Ovviamente, l'aveva cercato per tutto il tragitto sino a quando non era giunto fuori dalla zona di arrivo.

Una volta messo piede fuori di lì, si rese conto che quell'aeroporto era molto piccolo, probabilmente grande tanto quanto il suo liceo.

Non aveva proprio nulla a che vedere con uno qualsiasi degli aeroporti londinesi.

Si diresse verso il lungo bancone del bar posto di fronte le vetrate che separavano l'interno dall'esterno dell'edificio e cercò di attirare l'attenzione dei baristi. Erano tre uomini di mezza età presi da una conversazione volante con alcune turiste.

Stavano lì a preparare caffè, riempire bicchieri di succo di frutta, agguantare croissant, continuando a muoversi sincronizzati senza mai urtarsi e parlando, nel frattempo, con le due ragazze dalle lunghe gambe e i capelli color dell'oro.

Ridevano e scherzavano in un italiano misto a inglese e, alle volte, si rivolgevano tra loro tre con parole aspre e dall'accento marcato: le due ragazze scuotevano la testa rimanendo indietro con la conversazione e i tre ridevano con un certo cameratismo maschile. Sino a quando, Paolo non venne urtato da una ragazza più o meno della sua età, poco più bassa di lui.

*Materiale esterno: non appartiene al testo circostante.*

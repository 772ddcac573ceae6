//! HTTP API routes

use axum::{
    extract::State,
    http::{HeaderMap, StatusCode},
    Json,
};
use cached::proc_macro::cached;
use serde::Serialize;
use std::sync::Arc;

use super::error::ApiError;
use super::AppState;
use crate::archive::{Post, PostArchive, SourceMessage, StorageStats};

/// Header carrying the ingestion secret
pub const INGEST_TOKEN_HEADER: &str = "x-ingest-token";

#[derive(Debug, Clone, Copy, Serialize)]
#[serde(rename_all = "camelCase")]
pub struct VisitorStatsResponse {
    pub total_visits: u64,
    pub unique_visitors: usize,
    pub today_visits: u64,
}

/// API: Public visitor counters
pub async fn api_visitor_stats(State(state): State<Arc<AppState>>) -> Json<VisitorStatsResponse> {
    let summary = state.visitors.get_stats().await;
    Json(VisitorStatsResponse {
        total_visits: summary.total_visits,
        unique_visitors: summary.unique_visitors,
        today_visits: summary.today_visits,
    })
}

/// API: Archived posts, newest first
pub async fn api_posts(State(state): State<Arc<AppState>>) -> Result<Json<Vec<Post>>, ApiError> {
    Ok(Json(state.archive.try_load_posts().await?))
}

/// Cached storage stats - 60 second TTL, one entry per archive file
#[cached(time = 60, key = "String", convert = r#"{ archive.path().display().to_string() }"#)]
async fn get_cached_storage_stats(archive: Arc<PostArchive>) -> StorageStats {
    archive.storage_stats().await
}

/// API: Archive file statistics (cached for 60 seconds)
pub async fn api_posts_stats(State(state): State<Arc<AppState>>) -> Json<StorageStats> {
    Json(get_cached_storage_stats(state.archive.clone()).await)
}

#[derive(Debug, Serialize)]
#[serde(rename_all = "camelCase")]
pub struct IngestResponse {
    pub total_posts: usize,
}

/// Compare secrets without stopping at the first differing byte
fn tokens_match(provided: &str, expected: &str) -> bool {
    provided.len() == expected.len()
        && provided
            .bytes()
            .zip(expected.bytes())
            .fold(0u8, |diff, (a, b)| diff | (a ^ b))
            == 0
}

/// API: Archive one source message. Disabled unless an ingest token is configured.
pub async fn api_ingest_post(
    State(state): State<Arc<AppState>>,
    headers: HeaderMap,
    Json(message): Json<SourceMessage>,
) -> Result<(StatusCode, Json<IngestResponse>), ApiError> {
    let expected = state.ingest_token.as_deref().ok_or(ApiError::NotFound)?;
    let provided = headers
        .get(INGEST_TOKEN_HEADER)
        .and_then(|v| v.to_str().ok())
        .unwrap_or_default();
    if !tokens_match(provided, expected) {
        return Err(ApiError::Unauthorized);
    }

    if message.is_empty() {
        return Err(ApiError::BadRequest("message has neither text nor media".to_string()));
    }

    let posts = state.archive.add_post(Post::from_message(&message)).await?;
    tracing::info!("Ingested message {:?} ({} posts archived)", message.message_id, posts.len());

    Ok((
        StatusCode::CREATED,
        Json(IngestResponse {
            total_posts: posts.len(),
        }),
    ))
}

#[cfg(test)]
mod tests {
    use super::*;

    #[test]
    fn tokens_must_match_exactly() {
        assert!(tokens_match("secret", "secret"));
        assert!(!tokens_match("secreT", "secret"));
        assert!(!tokens_match("secret2", "secret"));
        assert!(!tokens_match("", "secret"));
    }
}
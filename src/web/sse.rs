//! Server-Sent Events (SSE) stream of newly archived posts

use axum::{
    extract::State,
    response::sse::{Event, KeepAlive, Sse},
};
use futures::stream::Stream;
use std::{convert::Infallible, sync::Arc, time::Duration};
use tokio_stream::wrappers::BroadcastStream;
use tokio_stream::StreamExt;

use super::AppState;
use crate::events::ArchiveEvent;

pub async fn events_handler(
    State(state): State<Arc<AppState>>,
) -> Sse<impl Stream<Item = Result<Event, Infallible>>> {
    let rx = state.event_bus.subscribe();
    let stream = BroadcastStream::new(rx);

    // Lagged receivers just skip what they missed
    let event_stream = stream.filter_map(|result| {
        let event = result.ok()?;
        match &*event {
            ArchiveEvent::PostAdded { post } => {
                let json = serde_json::to_string(post).ok()?;
                Some(Ok(Event::default().data(json).event("post")))
            }
        }
    });

    Sse::new(event_stream).keep_alive(
        KeepAlive::new()
            .interval(Duration::from_secs(15))
            .text("ping"),
    )
}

-Mi scusi- disse la giovane con fare scocciato. -È a turno?- gli domandò sollevando gli occhi sul suo viso. Aveva un'espressione acida, con grandi occhi a mandorla e lunghe ciglia scure. Era sovrappeso, ma non in maniera eccessiva, visto che la maggior parte delle sue rotondità erano concentrate su seno e sedere. Indossava abiti monocromatici, jeans, sandali bassi, t-shirt, borsa a tracolla di simil-pelle scadente, tutto di colore nero. Il trucco era nero: eyeliner, mascara, ombretto, persino smalto di unghia delle mani e dei piedi, eccezion fatta per un rossetto rosso vivo che metteva in risalto le sue labbra carnose.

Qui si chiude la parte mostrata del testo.